Date Paste

A couple of people have talked about Dates and the way that I use them in my recipes.  One person in particular brought up how they do not add enough sweetness (which is their purpose in some of these recipes) and how to remedy this.  For a couple of months now, we have been utilizing a special ingredient in a couple of non-published recipes that involve date paste.  Quite simply, date paste is when you take date, add some water and heat, and then pastify in a food processor.  It is very versatile and can be used in many recipes as a brown sugar substitute.  Some examples are in a smoothie to increase the sweetness, use in pasta sauces, asian sauces, use as a topping for sweet potatoes, eat on a spoon for a ridiculous sugar fix without actual sugar, topping on a bowl of coconut milk ice cream, there are many uses.  The point is, we are trying to find a substitute for sweeteners that are made from chemicals or so highly refined that they may as well be illicit drugs.

Date Paste

Ingredients

1.  1lb of Medjool Dates, pitted and cut in half

2.  1/2 cup of water

3.  1 teaspoon of salt

Recipe

1.  Combine all ingredients into a medium pan and lid.

2.  Crank the heat to high for 3 minutes.

3.  Take the lid off and check the liquid, you want half of it to be gone.

4.  When that is the case, take off the heat and immediately pour into a food processor.  We use a ninja for this, I do not  recommend trying to do this in a blender.

5.  Blend on high till it is the consistency of spreadable fruit.

Questions?  Please email me or comment below with questions.

A word on Dates

We have made a couple of recipes involving the use of dates.  I have had some questions about why?  The simple answer is that they provide a great source of sweetness in dishes and sauces that require it but a reliable non-processed source is needed, like in our current diet.  The long and the short of it, when you render dates in a liquid, that liquid basically becomes a syrup.  And you retain most the health benefits listed below.  Keep in mind that most of the fiber and phytochemicals are destroyed under heat and pressure involved with cooking.  So, say a date sauce on sweet potatoes, while healthy, is not nearly as healthy as eating 3 raw pitted dates are.  But it’s a hell of a lot better than processed pancake syrup.  A lot of the below information was lifted directly from http://foodfacts.mercola.com/dates.html with a little revision.

Health Benefits of Dates

Dates contain a number of minerals, vitamins, and health-benefiting phytochemicals.  First and foremost, they’re easily digested, allowing your body to make full use of their goodness.  Dietary fiber in dates helps to move waste smoothly through your colon and helps prevent LDL (bad) cholesterol absorption by binding with substances containing cancer-causing chemicals. The iron content, a component of hemoglobin in red blood cells, determines the balance of oxygen in the blood. Potassium, an electrolyte, helps control your heart rate and blood pressure. B-vitamins contained in dates, such as the carotenes lutein and zeaxanthin, absorb into the retina to maintain optimal light-filtering functions and protect against macular degeneration.  They contain vitamins A and K. Vitamin A protects the eyes, maintains healthy skin and mucus membranes, and even protects the lungs and mouth from developing cancer. Tannins, which are flavonoids as well as polyphenolic antioxidants, fight infection and inflammation and help prevent excessive bleeding (anti-hemorrhagic). Vitamin K is a blood coagulant that also helps metabolize your bones.  Copper, magnesium, manganese, vitamin B6 (pyridoxine), niacin, pantothenic acid, and riboflavin are also present in dates and provide their own unique preventive and healing functions.

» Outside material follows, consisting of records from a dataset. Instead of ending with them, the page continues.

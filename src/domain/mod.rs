//! Domain layer - Core cluster types and port definitions
//!
//! This module defines the cluster data model and the client trait (port)
//! that adapters implement, following hexagonal architecture principles.

pub mod ports;

pub use ports::*;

Together, these cofactors help your body metabolize carbohydrates, protein, and fats. Eating dates in moderation can contribute to many health benefits, such as protecting against damage to cells from free radicals, helping preventing a stroke, coronary heart disease and the development of colon, prostate, breast, endometrial, lung, and pancreatic cancers.

Studies Done on Dates

One study reported the most prominent health benefits of dates: there are at least 15 minerals in dates, including selenium, an element believed to help prevent cancer and important in immune function, protein, containing 23 types of amino acids, some of which are not present in the most popular fruits, such as oranges, apples, and bananas. Unsaturated fatty acids include palmitoleic, oleic, linoleic, and linolenic acids. The study concluded that dates could be considered a nearly ideal food, with a wide range of essential nutrients and potential health benefits1.

Summary

Iron for your blood, fiber for roughage, vitamin A for your eyes, potassium for your heart, B-vitamins, tannins – these are just a few of the many nutrients in dates, making them one of the healthiest foods in the world. But make sure you eat them in moderation, as fruits can contain high levels of fructose that can harm your health.